C’est en 2010 que l’idée d’abolir la fessée au sein des familles a été suggérée. La première tentative, faite par l’ex-députée UMP Edwige Antier n’a pas abouti. 2014, on retente le coup. Cette fois, la tentative d’interdiction de la fessée a été menée par l’écologiste François-Michel Lambert via un amendement à la loi famille.

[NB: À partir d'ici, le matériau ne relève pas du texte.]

//! Repository layer for database operations.
//!
//! This module provides the `Repository` struct for all database operations.
//! Methods are organized across submodules by collection:
//! - `users.rs` - Accounts, shop linkage and admin income
//! - `shops.rs` - Shop creation and product-limit upgrades
//! - `products.rs` - Product CRUD and the inventory ledger
//! - `carts.rs` - Pending cart lines
//! - `sales.rs` - Append-only sale log
//!
//! Every mutation of shared state (stock counters, product limits, admin
//! income, shop ownership) is a single conditional SQL statement so that
//! concurrent requests race only inside SQLite.

mod carts;
mod products;
mod sales;
mod shops;
mod users;

use crate::domain::{Decimal, Email, TimeMs};
use chrono::{DateTime, Utc};
use sqlx::sqlite::{SqlitePool, SqliteRow};
use sqlx::Row;
use std::str::FromStr;
use tracing::warn;

/// Repository for database operations.
#[derive(Debug, Clone)]
pub struct Repository {
    pool: SqlitePool,
}

impl Repository {
    /// Create a new repository with the given connection pool.
    pub fn new(pool: SqlitePool) -> Self {
        Repository { pool }
    }

    pub fn pool(&self) -> &SqlitePool {
        &self.pool
    }
}

fn decimal_column(row: &SqliteRow, column: &str) -> Result<Decimal, sqlx::Error> {
    let raw: String = row.get(column);
    Decimal::from_str(&raw).map_err(|e| {
        warn!(
            column = %column,
            value = %raw,
            error = %e,
            "Failed to parse decimal column"
        );
        sqlx::Error::Decode(Box::new(e))
    })
}

fn cents_column(row: &SqliteRow, column: &str) -> Decimal {
    Decimal::from_minor_units(row.get(column))
}

fn email_column(row: &SqliteRow, column: &str) -> Result<Email, sqlx::Error> {
    let raw: String = row.get(column);
    Email::from_str(&raw).map_err(|e| sqlx::Error::Decode(Box::new(e)))
}

fn time_column(row: &SqliteRow, column: &str) -> DateTime<Utc> {
    TimeMs::new(row.get(column)).to_datetime()
}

Refus immédiat en mai 2014 par la ministre des Familles Laurence Rossignol, estimant que ce volet appartenait plutôt à la « prévention de la maltraitance ». Cette dernière rappelle que frapper ses enfants n’a aucune « valeur éducative »,  et que les gestes bruts ou les insultes génèrent un « stress et développe la perte de confiance en soi chez l’enfant », selon métronews.

« Parfois on se sent démunis, alors on n’a pas le choix »

« On se rend compte qu’on enseigne aux enfants de ne pas se taper entre eux. Et pourtant c’est nous qui le faisons en leur mettant des fessées » avoue Catherine, maman de cinq enfants. Cette mère de famille se balade tranquillement dans le parc de Libération. Pour elle, mettre une fessée à ses enfants ne signifie pas être une mauvaise maman : « parfois on n’a pas d’autres solutions pour se faire respecter. Il n’y a plus les mots alors on utilise les mains ». Quant à Carole, également dans le parc, « taper ne résout à rien. Elle privilégie la parole et les punitions ». Laurence Bonnet, psychiatre à Nice estime que 90% des parents n’ont pas de mauvaises intentions en levant la main sur leurs enfants. « La fessée se pratique depuis des décennies au sein des familles, et je pense qu’elle n’a jamais tué personne. Toutefois il y a d’autres façons d’imposer son autorité à un enfant ». La psychiatre préconise « l’écoute, l’explication » et le fait de « responsabiliser le petit face à sa bêtise ».

Quels pays ont aboli la punition corporelle ?

49 pays ont à ce jour, établis une loi interdisant les violences corporelles faites aux enfants. 22 d’entre eux font partie de l’Europe. La Belgique et l’Italie sont parfois cités, mais leur législation reste ambiguë.